After thirty years of living faithfully with one another, our family friends finally decided to make it legal. My husband David would perform the ceremony. Our family would host the reception at our home. My daughters, Maggy and Sharon, and I would cater it.
Our goal: despite hosting, officiating, and catering the wedding, David, Maggy, Sharon, and I wanted to really be able to celebrate this moment.
Did we succeed? You bet.
Since we knew our friends well, we planned a menu that was significant for them and relatively easy for us to pull off.

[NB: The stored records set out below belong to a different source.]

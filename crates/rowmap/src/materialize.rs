//! Decode result rows into records.

use rowmap_error::{MapperError, Result};

use crate::record::Record;
use crate::schema::Schema;
use crate::store::ResultSet;
use crate::value::Value;

/// Result column to record member mapping for one result set.
#[derive(Debug)]
pub struct RowMaterializer {
    /// One entry per result column. `None` for columns the record doesn't
    /// map.
    targets: Vec<Option<(String, Vec<usize>)>>,
}

impl RowMaterializer {
    pub fn new(schema: &Schema, columns: &[String]) -> Self {
        let targets = columns
            .iter()
            .map(|column| {
                schema
                    .fields()
                    .by_column(column)
                    .map(|desc| (column.clone(), desc.path.clone()))
            })
            .collect();
        RowMaterializer { targets }
    }

    pub fn materialize<R: Record>(&self, row: Vec<Value>) -> Result<R> {
        let mut record = R::default();
        for (target, value) in self.targets.iter().zip(row) {
            let Some((column, path)) = target else {
                continue;
            };
            record.set_field(path, value).map_err(|e| match e {
                MapperError::Fatal(msg) => MapperError::Fatal(format!("column '{column}': {msg}")),
                other => other,
            })?;
        }
        Ok(record)
    }

    pub fn materialize_all<R: Record>(&self, rows: Vec<Vec<Value>>) -> Result<Vec<R>> {
        rows.into_iter().map(|row| self.materialize(row)).collect()
    }
}

/// First row of `result` as a record, [`MapperError::NoRows`] if empty.
pub fn read_one<R: Record>(schema: &Schema, result: ResultSet) -> Result<R> {
    let materializer = RowMaterializer::new(schema, &result.columns);
    match result.rows.into_iter().next() {
        Some(row) => materializer.materialize(row),
        None => Err(MapperError::NoRows),
    }
}

pub fn read_all<R: Record>(schema: &Schema, result: ResultSet) -> Result<Vec<R>> {
    let materializer = RowMaterializer::new(schema, &result.columns);
    materializer.materialize_all(result.rows)
}

#[cfg(test)]
mod tests {
    use chrono::NaiveDate;

    use super::*;
    use crate::store::TableDescription;
    use crate::value::parse_timestamp;

    #[derive(Debug, Clone, Default, PartialEq)]
    struct Event {
        id: u32,
        name: String,
        active: bool,
        score: f64,
        at: chrono::NaiveDateTime,
        note: Option<String>,
    }

    crate::record! {
        Event {
            id: u32 => "id",
            name: String => "name",
            active: bool => "active",
            score: f64 => "score",
            at: chrono::NaiveDateTime => "at",
            note: Option<String> => "note",
        }
    }

    fn schema() -> Schema {
        Schema::derive::<Event>("events", TableDescription::new(["id"])).unwrap()
    }

    fn columns(names: &[&str]) -> Vec<String> {
        names.iter().map(|s| s.to_string()).collect()
    }

    #[test]
    fn coerces_and_ignores_unknown_columns() {
        let result = ResultSet {
            columns: columns(&["id", "extra", "name", "active", "score", "at", "note"]),
            rows: vec![vec![
                Value::Int(3),
                Value::from("ignored"),
                Value::Int(42),
                Value::from("true"),
                Value::Int(5),
                Value::from("2024-03-01 10:20:30.250"),
                Value::Null,
            ]],
        };
        let event: Event = read_one(&schema(), result).unwrap();
        let expected = Event {
            id: 3,
            name: "42".to_string(),
            active: true,
            score: 5.0,
            at: NaiveDate::from_ymd_opt(2024, 3, 1)
                .unwrap()
                .and_hms_milli_opt(10, 20, 30, 250)
                .unwrap(),
            note: None,
        };
        assert_eq!(expected, event);
    }

    #[test]
    fn read_one_empty_is_no_rows() {
        let result = ResultSet {
            columns: columns(&["id"]),
            rows: Vec::new(),
        };
        let err = read_one::<Event>(&schema(), result).unwrap_err();
        assert!(err.is_no_rows());
    }

    #[test]
    fn read_all_empty_is_empty() {
        let result = ResultSet {
            columns: columns(&["id"]),
            rows: Vec::new(),
        };
        let events: Vec<Event> = read_all(&schema(), result).unwrap();
        assert!(events.is_empty());
    }

    #[test]
    fn mismatch_names_column() {
        let result = ResultSet {
            columns: columns(&["id", "at"]),
            rows: vec![vec![Value::Int(1), Value::from("yesterday")]],
        };
        let err = read_all::<Event>(&schema(), result).unwrap_err();
        assert!(err.is_fatal());
        assert!(err.to_string().contains("column 'at'"), "{err}");
    }

    #[test]
    fn overflow_is_fatal() {
        let result = ResultSet {
            columns: columns(&["id"]),
            rows: vec![vec![Value::Int(-1)]],
        };
        assert!(read_one::<Event>(&schema(), result).unwrap_err().is_fatal());
        assert!(parse_timestamp("2024-03-01 10:20:30").is_some());
    }
}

The appetizers were from all the places they loved—Lobster Roll Sliders from Maine, Muffuletta Foccacia Squares from New Orleans, Austrian Roasted Pumpkin Soup which I served shooter-style garnished with roasted pumpkin oil and seeds, crab cakes with a mango salsa to remember their time in the Caribbean, a big platter of French cheeses.
The biggest reason we enjoyed the wedding is that help arrived at 2:00. After familiarizing them with the food and menu, we took off our aprons and took time to primp for the ceremony that started at 4:00. I’ve hosted way too many parties without help. Trust me: if you want to enjoy your own party you need to hire competent, experienced help (and that would not be the neighbor’s 15-year-old kid).
We took timesaving shortcuts. The wedding couple requested lemon meringue pie for dessert. That’s six pies. I could have spent a couple of hours making pie dough from scratch. Instead I rolled refrigerated piecrusts in graham cracker crumbs that gave them a homemade look and flavor. I had a choice with the lobster sliders—steam four 1 1/2 pound lobsters (@ $10 per pound) or buy 1 quart of frozen picked lobster meat at $65 a pound. Same price. Easy decision.
We were flexible. For the main course we had proposed big platters of Grilled Butterflied Rosemary Lamb Shoulder and Grilled Tuna Nicoise. When I had to make the decision between $23 per pound tuna and $8.99 per pound salmon, my platter became Grilled Salmon Nicoise. And no one seemed to notice that that grapes stood in for the non-existent apricots in the salad.
It was a magical night—even for the cook. I’m glad I was able to see everyone enjoying the food, happy that I didn’t try to play both caterer and host, that I wasn’t stressed because I spent way too many hours and way too much money doing it “right” instead of the way that felt right….for me.